Frantic for some sort of positive feedback that would point to concrete evidence of his continuing interest, I tiptoed around the suggestion that Dan should call me, but he never did. After days with nothing from him in my inbox, he finally came through. “We’re playing New Year’s Eve. Can I stay with you?” My fingers trembled as I typed an affirmative reply. Ashamed of my twin bed—a leftover from high school—I bought a futon from a friend, rationalizing that I wasn’t just doing this for Dan’s sake.

In December, things turned cold and strange as Dan’s emails dwindled to almost nothing. What he did say was laced with incoherent tales of too many tequila shots and not enough sleep. Then it was almost Christmas and I hadn’t heard from him in a week. I panicked. My stomach rebelled against the lack of nutrition and sleep and I had to visit the doctor. Delirious with the Demoral I received in the exam room, I giggled when the male nurse said his name was Dan. “Oh, that’s why I’m here,” I murmured before slipping into a haze. The doctor sternly advised me to eat or this problem would get worse.

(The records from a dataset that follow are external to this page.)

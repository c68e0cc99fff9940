use std::fmt::Display;
use std::fs::File;
use std::io;
use std::io::{Read, Write};
use std::path::{Path, PathBuf};

use anyhow::Context;
use log::info;

#[derive(Debug, Clone)]
pub struct InputFile {
    path: PathBuf,
}

impl Display for InputFile {
    fn fmt(&self, f: &mut std::fmt::Formatter<'_>) -> std::fmt::Result {
        write!(f, "{}", self.path.display())
    }
}

pub fn input_file(path: &str) -> Result<InputFile, String> {
    if path == "-" {
        return Err("standard input cannot be used here".to_owned());
    }

    Ok(InputFile {
        path: PathBuf::from(path),
    })
}

impl InputFile {
    pub fn as_reader(&self) -> anyhow::Result<InputReader> {
        InputReader::from_path(&self.path)
    }
}

pub fn input_stream(path: &str) -> Result<InputStream, String> {
    Ok(InputStream {
        path: PathBuf::from(path),
    })
}

/// File path or `-` for the standard input.
#[derive(Debug, Clone)]
pub struct InputStream {
    path: PathBuf,
}

impl Display for InputStream {
    fn fmt(&self, f: &mut std::fmt::Formatter<'_>) -> std::fmt::Result {
        write!(f, "{}", self.path.display())
    }
}

impl Default for InputStream {
    fn default() -> Self {
        Self {
            path: PathBuf::from("-"),
        }
    }
}

impl InputStream {
    pub fn as_reader(&self) -> anyhow::Result<InputReader> {
        InputReader::from_path(&self.path)
    }
}

#[derive(Debug)]
pub enum InputReader {
    Stdin(io::Stdin),
    File { file: File, path: PathBuf },
}

impl InputReader {
    fn from_path(path: &Path) -> anyhow::Result<Self> {
        let is_stdin = path.to_string_lossy() == "-";

        let val = if is_stdin {
            Self::Stdin(io::stdin())
        } else {
            let file = File::open(path)
                .with_context(|| format!("Could not open {}", path.display()))?;

            Self::File {
                file,
                path: path.to_owned(),
            }
        };
        Ok(val)
    }

    pub fn file_path(&self) -> Option<&Path> {
        match self {
            InputReader::Stdin(_) => None,
            InputReader::File { path, .. } => Some(path),
        }
    }

    #[must_use]
    pub fn into_read(self) -> Box<dyn Read + Send> {
        match self {
            InputReader::Stdin(stdin) => Box::new(stdin),
            InputReader::File { file, .. } => Box::new(file),
        }
    }
}

#[derive(Debug)]
pub enum OutputWriter {
    Stdout(io::Stdout),
    File(File),
}

impl OutputWriter {
    /// Opens `output`, or a file named after the input with `new_extension`
    /// (the standard output when reading from the standard input).
    pub fn from_path_and_input(
        output: &Option<PathBuf>,
        input: &InputReader,
        new_extension: &str,
    ) -> anyhow::Result<Self> {
        if let Some(path) = output {
            Self::from_path(path)
        } else {
            let path = input
                .file_path()
                .map(|path| path.with_extension(new_extension))
                .unwrap_or_else(|| PathBuf::from("-"));

            Self::from_path(&path)
        }
    }

    fn from_path(path: &Path) -> anyhow::Result<Self> {
        info!("Output file: {}", path.display());

        let is_stdout = path.to_string_lossy() == "-";
        let writer = if is_stdout {
            Self::Stdout(io::stdout())
        } else {
            let file = File::create(path)
                .with_context(|| format!("Could not create {}", path.display()))?;
            Self::File(file)
        };

        Ok(writer)
    }

    pub fn into_write(self) -> Box<dyn Write + Send> {
        match self {
            OutputWriter::Stdout(stdout) => Box::new(stdout),
            OutputWriter::File(file) => Box::new(file),
        }
    }
}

I met up with Suzie and a few friends on Christmas Day, hoping to distract myself from misery. I ached to talk to her about it, but I rarely mentioned Dan anymore; when I did she always made some dismissive remark. It hurt, but I couldn’t blame her. How could I justify being so upset over an almost-boyfriend? Driving home that night I bawled so hard I could hardly see the road ahead, the night sky looming like dungeon walls closing in on me.

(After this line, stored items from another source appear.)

use std::fmt::Display;
use std::ops::{Add, Mul};

use crate::core::utils::is_valid_coord;

#[derive(PartialEq, Eq, Debug, Default, Clone, Copy, Hash)]
pub enum Color {
    #[default]
    White,
    Black,
}

impl Color {
    pub fn opposite(self) -> Color {
        if self == Color::White {
            Color::Black
        } else {
            Color::White
        }
    }

    /** Sign applied to material values, White counts positive. */
    pub fn sign(self) -> i32 {
        match self {
            Color::White => 1,
            Color::Black => -1,
        }
    }

    /** Row a pawn of this color may double push from. */
    pub fn pawn_row(self) -> i32 {
        match self {
            Color::White => 6,
            Color::Black => 1,
        }
    }

    /** Forward direction of this color's pawns along `y`. */
    pub fn pawn_step(self) -> i32 {
        match self {
            Color::White => -1,
            Color::Black => 1,
        }
    }
}

impl Display for Color {
    fn fmt(&self, f: &mut std::fmt::Formatter<'_>) -> std::fmt::Result {
        f.pad(if self == &Self::White {
            "White"
        } else {
            "Black"
        })
    }
}

#[derive(PartialEq, Eq, Debug, Clone, Copy, Hash)]
pub enum PieceType {
    Empty,
    Pawn,
    Knight,
    Bishop,
    Rook,
    King,
}

impl PieceType {
    /** Material value, kings count for nothing here */
    pub fn value(self) -> i32 {
        match self {
            PieceType::Empty => 0,
            PieceType::Pawn => 1,
            PieceType::Knight => 3,
            PieceType::Bishop => 3,
            PieceType::Rook => 5,
            PieceType::King => 0,
        }
    }

    pub fn symbol(self) -> char {
        match self {
            PieceType::Empty => ' ',
            PieceType::Pawn => 'P',
            PieceType::Knight => 'N',
            PieceType::Bishop => 'B',
            PieceType::Rook => 'R',
            PieceType::King => 'K',
        }
    }
}

/** Content of one square.
 * Empty squares still carry a color and it is always `Color::Black`,
 * use [`Piece::EMPTY`] instead of building one by hand. */
#[derive(PartialEq, Eq, Debug, Clone, Copy, Hash)]
pub struct Piece {
    color: Color,
    kind: PieceType,
}

impl Piece {
    pub const EMPTY: Piece = Piece {
        color: Color::Black,
        kind: PieceType::Empty,
    };

    pub fn new(piece_type: PieceType, color: Color) -> Piece {
        if piece_type == PieceType::Empty {
            return Piece::EMPTY;
        }
        Piece {
            color,
            kind: piece_type,
        }
    }

    pub fn color(&self) -> Color {
        self.color
    }

    pub fn type_(&self) -> PieceType {
        self.kind
    }

    pub fn is_empty(&self) -> bool {
        self.kind == PieceType::Empty
    }

    /** Signed material value, positive for White. */
    pub fn material(&self) -> i32 {
        self.kind.value() * self.color.sign()
    }
}

impl Default for Piece {
    fn default() -> Self {
        Piece::EMPTY
    }
}

impl Display for Piece {
    fn fmt(&self, f: &mut std::fmt::Formatter<'_>) -> std::fmt::Result {
        let escape = match self.color {
            Color::White => "\x1b[97m",
            Color::Black => "\x1b[90m",
        };
        write!(f, "{escape}{}\x1b[0m", self.kind.symbol())
    }
}

#[derive(PartialEq, Eq, Debug, Default, Clone, Copy, Hash)]
pub struct Coordinate {
    pub x: i32,
    pub y: i32,
}

impl Coordinate {
    #[inline]
    pub const fn new(x: i32, y: i32) -> Coordinate {
        Coordinate { x, y }
    }
}

impl Add for Coordinate {
    type Output = Coordinate;

    #[inline]
    fn add(self, rhs: Coordinate) -> Self::Output {
        Coordinate::new(self.x + rhs.x, self.y + rhs.y)
    }
}

impl Mul<i32> for Coordinate {
    type Output = Coordinate;

    #[inline]
    fn mul(self, rhs: i32) -> Self::Output {
        Coordinate::new(self.x * rhs, self.y * rhs)
    }
}

impl Display for Coordinate {
    /** Algebraic name like `e2`, off-board coordinates fall back to `Debug`. */
    fn fmt(&self, f: &mut std::fmt::Formatter<'_>) -> std::fmt::Result {
        if !is_valid_coord(*self) {
            return write!(f, "{self:?}");
        }
        let file = (b'a' as i32 + self.x) as u8 as char;
        write!(f, "{}{}", file, 8 - self.y)
    }
}

#[derive(PartialEq, Eq, Debug, Clone, Copy, Hash)]
pub struct Move {
    pub start: Coordinate,
    pub end: Coordinate,
}

impl Move {
    pub fn new(start: Coordinate, end: Coordinate) -> Move {
        Move { start, end }
    }
}

impl Display for Move {
    fn fmt(&self, f: &mut std::fmt::Formatter<'_>) -> std::fmt::Result {
        write!(f, "{} -> {}", self.start, self.end)
    }
}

Two days before New Year’s Eve, Dan sent his flight information, but little else. I felt a hollow euphoria and despite the doctor’s warning, I could hardly eat. Why doesn’t he sound more excited? When Dan came through the gate at the airport he hugged me, but it wasn’t the crush of long-distance lovers. He had a cell phone in one hand and luggage in the other. The now-divorced Paul was there, too, and I wasn’t sure if he knew about my thing with Dan, so I played it cool.

Paul was to stay with Suzie, and Dan with me, but it felt more like a business arrangement than an invitation to a night of passion. On the drive home he made sarcastic comments and fiddled with the tapes in my car. A creepy sensation settled over me. This isn’t right; this isn’t how it should feel. The sky was dead electric light and I felt smothered by my own stupid naïveté. “So can you get us some cocaine?” he asked nonchalantly. A hot wave of panic spread through my stomach and into my throat.

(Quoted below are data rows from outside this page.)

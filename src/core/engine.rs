use std::fmt::Display;

use log::trace;

use crate::core::definitions::{Color, Coordinate, Move, Piece, PieceType};
use crate::core::utils::{in_direction, is_valid_coord, squares, BOARD_SIZE};

/** Bonus applied to the evaluation per king square when a check flag is set */
const CHECK_BONUS: i32 = 1000;

/** Tables directions for pieces */
const BISHOP_DIR: &[Coordinate] = &[
    Coordinate::new(-1, -1),
    Coordinate::new(1, -1),
    Coordinate::new(1, 1),
    Coordinate::new(-1, 1),
];
const ROOK_DIR: &[Coordinate] = &[
    Coordinate::new(-1, 0),
    Coordinate::new(1, 0),
    Coordinate::new(0, -1),
    Coordinate::new(0, 1),
];

/** Possible moves for pieces */
const KING_MOVES: &[Coordinate] = &[
    Coordinate::new(-1, -1),
    Coordinate::new(0, -1),
    Coordinate::new(1, -1),
    Coordinate::new(1, 0),
    Coordinate::new(1, 1),
    Coordinate::new(0, 1),
    Coordinate::new(-1, 1),
    Coordinate::new(-1, 0),
];
const KNIGHT_MOVES: &[Coordinate] = &[
    Coordinate::new(-2, -1),
    Coordinate::new(-1, -2),
    Coordinate::new(1, -2),
    Coordinate::new(2, -1),
    Coordinate::new(2, 1),
    Coordinate::new(1, 2),
    Coordinate::new(-1, 2),
    Coordinate::new(-2, 1),
];

/** 8x8 board, `squares[y][x]`, row 0 is Black's home rank.
 *
 * Check flags and evaluation are derived from the grid and recomputed by
 * every method taking `&mut self`. */
#[derive(Debug, Clone, PartialEq)]
pub struct Board {
    squares: [[Piece; 8]; 8],
    white_check: bool,
    black_check: bool,
    white_evaluation: i32,
}

impl Board {
    pub fn new() -> Board {
        Board {
            squares: [[Piece::EMPTY; 8]; 8],
            white_check: false,
            black_check: false,
            white_evaluation: 0,
        }
    }

    /** Board with the full default set of pieces. */
    pub fn filled() -> Board {
        let mut board = Board::new();
        board.fill(8, 2, 2, 2);
        board
    }

    /** Places both armies. Counts above 8 pawns or 2 of any other piece
     * are clamped, each side always gets exactly one king. */
    pub fn fill(
        &mut self,
        pawn_count: u32,
        knight_count: u32,
        bishop_count: u32,
        rook_count: u32,
    ) {
        let pawn_count = pawn_count.min(8) as usize;
        let knight_count = knight_count.min(2) as usize;
        let bishop_count = bishop_count.min(2) as usize;
        let rook_count = rook_count.min(2) as usize;

        for (color, back_rank, pawn_rank) in [(Color::Black, 0, 1), (Color::White, 7, 6)] {
            let row = &mut self.squares[back_rank];
            for i in 0..rook_count {
                row[i * 7] = Piece::new(PieceType::Rook, color);
            }
            for i in 0..knight_count {
                row[i * 5 + 1] = Piece::new(PieceType::Knight, color);
            }
            for i in 0..bishop_count {
                row[i * 3 + 2] = Piece::new(PieceType::Bishop, color);
            }
            row[4] = Piece::new(PieceType::King, color);

            for cell in self.squares[pawn_rank].iter_mut().take(pawn_count) {
                *cell = Piece::new(PieceType::Pawn, color);
            }
        }
        self.update();
    }

    pub fn get(&self, position: Coordinate) -> Option<Piece> {
        if is_valid_coord(position) {
            Some(*self.at(position))
        } else {
            None
        }
    }

    /** Puts `piece` on the square, replacing whatever was there.
     * Off-board positions are ignored. */
    pub fn set(&mut self, position: Coordinate, piece: Piece) {
        if !is_valid_coord(position) {
            trace!("Ignoring piece placement outside of the board: {:?}", position);
            return;
        }
        self.squares[position.y as usize][position.x as usize] = piece;
        self.update();
    }

    /** Execute move without checking it against the rules.
     * Only moves leaving the board are ignored. */
    pub fn make_move(&mut self, _move: Move) {
        if !is_valid_coord(_move.start) || !is_valid_coord(_move.end) {
            trace!("Ignoring move outside of the board: {:?}", _move);
            return;
        }
        trace!("Executing move {}", _move);
        let piece = *self.at(_move.start);
        self.squares[_move.end.y as usize][_move.end.x as usize] = piece;
        self.squares[_move.start.y as usize][_move.start.x as usize] = Piece::EMPTY;
        self.update();
    }

    pub fn is_checked(&self, color: Color) -> bool {
        match color {
            Color::White => self.white_check,
            Color::Black => self.black_check,
        }
    }

    pub fn evaluation(&self, color: Color) -> i32 {
        match color {
            Color::White => self.white_evaluation,
            Color::Black => -self.white_evaluation,
        }
    }

    /** Pseudo-legal moves of `color`, in row-major order of the moving piece. */
    pub fn available_moves(&self, color: Color) -> Vec<Move> {
        let mut possible_moves = Vec::with_capacity(64);
        for (position, piece) in self.iter_pieces() {
            if piece.is_empty() || piece.color() != color {
                continue;
            }
            self.piece_moves(&mut possible_moves, position);
        }
        possible_moves
    }

    /** Every move of `color` rated by the resulting evaluation for `color`,
     * best first. Equal scores keep generation order. */
    pub fn evaluated_moves(&self, color: Color) -> Vec<(i32, Move)> {
        let mut ratings: Vec<_> = self
            .available_moves(color)
            .into_iter()
            .map(|_move| {
                let mut board = self.clone();
                board.make_move(_move);
                (board.evaluation(color), _move)
            })
            .collect();
        ratings.sort_by(|a, b| b.0.cmp(&a.0));
        ratings
    }

    pub fn iter_pieces(&self) -> impl Iterator<Item = (Coordinate, Piece)> + '_ {
        squares().map(|position| (position, *self.at(position)))
    }

    #[inline]
    fn at(&self, position: Coordinate) -> &Piece {
        &self.squares[position.y as usize][position.x as usize]
    }

    fn piece_moves(&self, possible_moves: &mut Vec<Move>, start: Coordinate) {
        let piece = *self.at(start);
        let color = piece.color();
        match piece.type_() {
            PieceType::Empty => (),
            PieceType::Pawn => {
                let step = color.pawn_step();
                self.add_if_empty(
                    possible_moves,
                    Move::new(start, start + Coordinate::new(0, step)),
                );
                if start.y == color.pawn_row() {
                    // the square in between is not looked at
                    self.add_if_empty(
                        possible_moves,
                        Move::new(start, start + Coordinate::new(0, step * 2)),
                    );
                }
                for file_step in [-1, 1] {
                    self.add_if_capture(
                        possible_moves,
                        color,
                        Move::new(start, start + Coordinate::new(file_step, step)),
                    );
                }
            }
            PieceType::Knight | PieceType::King => {
                let offsets = if piece.type_() == PieceType::Knight {
                    KNIGHT_MOVES
                } else {
                    KING_MOVES
                };
                for offset in offsets {
                    let _move = Move::new(start, start + *offset);
                    self.add_if_capture_or_empty(possible_moves, color, _move);
                }
            }
            // Sliding pieces
            sliding_type => {
                let possible_directions = match sliding_type {
                    PieceType::Bishop => BISHOP_DIR,
                    PieceType::Rook => ROOK_DIR,
                    _ => unreachable!(),
                };
                for dir in possible_directions {
                    for end in in_direction(start, *dir) {
                        let _move = Move::new(start, end);
                        if self.add_if_capture(possible_moves, color, _move)
                            || !self.add_if_empty(possible_moves, _move)
                        {
                            break;
                        }
                    }
                }
            }
        }
    }

    /** Adds a move onto an empty square, `true` means the path continues. */
    fn add_if_empty(&self, possible_moves: &mut Vec<Move>, _move: Move) -> bool {
        if !is_valid_coord(_move.end) || !self.at(_move.end).is_empty() {
            return false;
        }
        possible_moves.push(_move);
        true
    }

    /** Adds a capture of an opposite piece, `true` means the path is blocked. */
    fn add_if_capture(&self, possible_moves: &mut Vec<Move>, color: Color, _move: Move) -> bool {
        if !is_valid_coord(_move.end) {
            return false;
        }
        let target = self.at(_move.end);
        if target.is_empty() || target.color() == color {
            return false;
        }
        possible_moves.push(_move);
        true
    }

    fn add_if_capture_or_empty(
        &self,
        possible_moves: &mut Vec<Move>,
        color: Color,
        _move: Move,
    ) -> bool {
        if !is_valid_coord(_move.end) {
            return false;
        }
        let target = self.at(_move.end);
        if !target.is_empty() && target.color() == color {
            return false;
        }
        possible_moves.push(_move);
        true
    }

    fn update(&mut self) {
        self.update_checks();
        self.update_evaluation();
    }

    /** A king under attack raises the flag of the *other* color: an attacked
     * White king sets `black_check` and vice versa. */
    fn update_checks(&mut self) {
        self.white_check = false;
        self.black_check = false;
        let kings: Vec<_> = self
            .iter_pieces()
            .filter(|(_, piece)| piece.type_() == PieceType::King)
            .collect();
        for (king, piece) in kings {
            let attacked = self
                .available_moves(piece.color().opposite())
                .iter()
                .any(|_move| _move.end == king);
            if !attacked {
                continue;
            }
            match piece.color() {
                Color::White => self.black_check = true,
                Color::Black => self.white_check = true,
            }
        }
    }

    /** Material sum from White's side. Check adjustments are applied once per
     * king on the board, not once per position. */
    fn update_evaluation(&mut self) {
        let mut evaluation = 0;
        for (_, piece) in self.iter_pieces() {
            evaluation += piece.material();
            if piece.type_() == PieceType::King {
                if self.white_check {
                    evaluation += CHECK_BONUS;
                }
                if self.black_check {
                    evaluation -= CHECK_BONUS;
                }
            }
        }
        self.white_evaluation = evaluation;
    }
}

impl Default for Board {
    fn default() -> Self {
        Board::filled()
    }
}

impl Display for Board {
    fn fmt(&self, f: &mut std::fmt::Formatter<'_>) -> std::fmt::Result {
        const BORDER: &str = "   +---+---+---+---+---+---+---+---+";
        writeln!(f, "{BORDER}")?;
        for (y, row) in self.squares.iter().enumerate() {
            write!(f, "{}  | ", BOARD_SIZE - y as i32)?;
            for piece in row {
                write!(f, "{piece} | ")?;
            }
            writeln!(f)?;
            writeln!(f, "{BORDER}")?;
        }
        writeln!(f, "     a   b   c   d   e   f   g   h")
    }
}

At my duplex, Dan didn’t like it when my dog jumped all over him. “I like dogs, but I don’t like them on the furniture,” he asserted. “Are you sure you even live here? I’ve never seen a place so spotless.” I hoped he didn’t notice my cheeks flaming with mortification; I’d gone on a cleaning blitz over the last few weeks, even purchasing fluffy new towels for that amorous bubble bath I’d planned. I could feel them, neatly folded in the closet, mocking me with I-told-you-sos.

Dan flopped down on my futon. “Help me take off my boots.” I noticed that the buttons of his cowboy shirt were pulled tight against a swelling beer gut. I don’t even recognize you. “I’m going to take a nap,” he announced, interrupting my staring. “Wanna join me?”

I tentatively lay down next to him and he pressed himself up behind me as I tittered nervously. “What’s so funny?” he demanded. I had no answer. Soon he began kissing me but there were no fireworks. Incredulously, I realized: It’s going to happen now. My dog had a cold, wet nose that was far too curious for Dan and his ideas about dogs and furniture, so I ended up tying her to the railing on the front porch, even though it was at least ten degrees colder than normal.

Back in the bedroom, Dan started kissing me again. This is no longer a seduction. I took off my clothes like I had at the doctor’s office a few weeks earlier. Dan undressed himself. I no longer wanted to have sex, but the fear of possibly being raped hovered menacingly. Maybe I should tell him to look at me, I considered as the bloated robot struggled above me, eyes closed, lips pursed. He kept going until he was done.

Suddenly a thunderous knock rattled the front door. “You’ve got to be kidding me,” Dan snorted tersely. I gathered my robe around myself and peeked through the peephole. It was my creepy neighbor, an older guy who made my skin crawl because his beady eyes followed me constantly.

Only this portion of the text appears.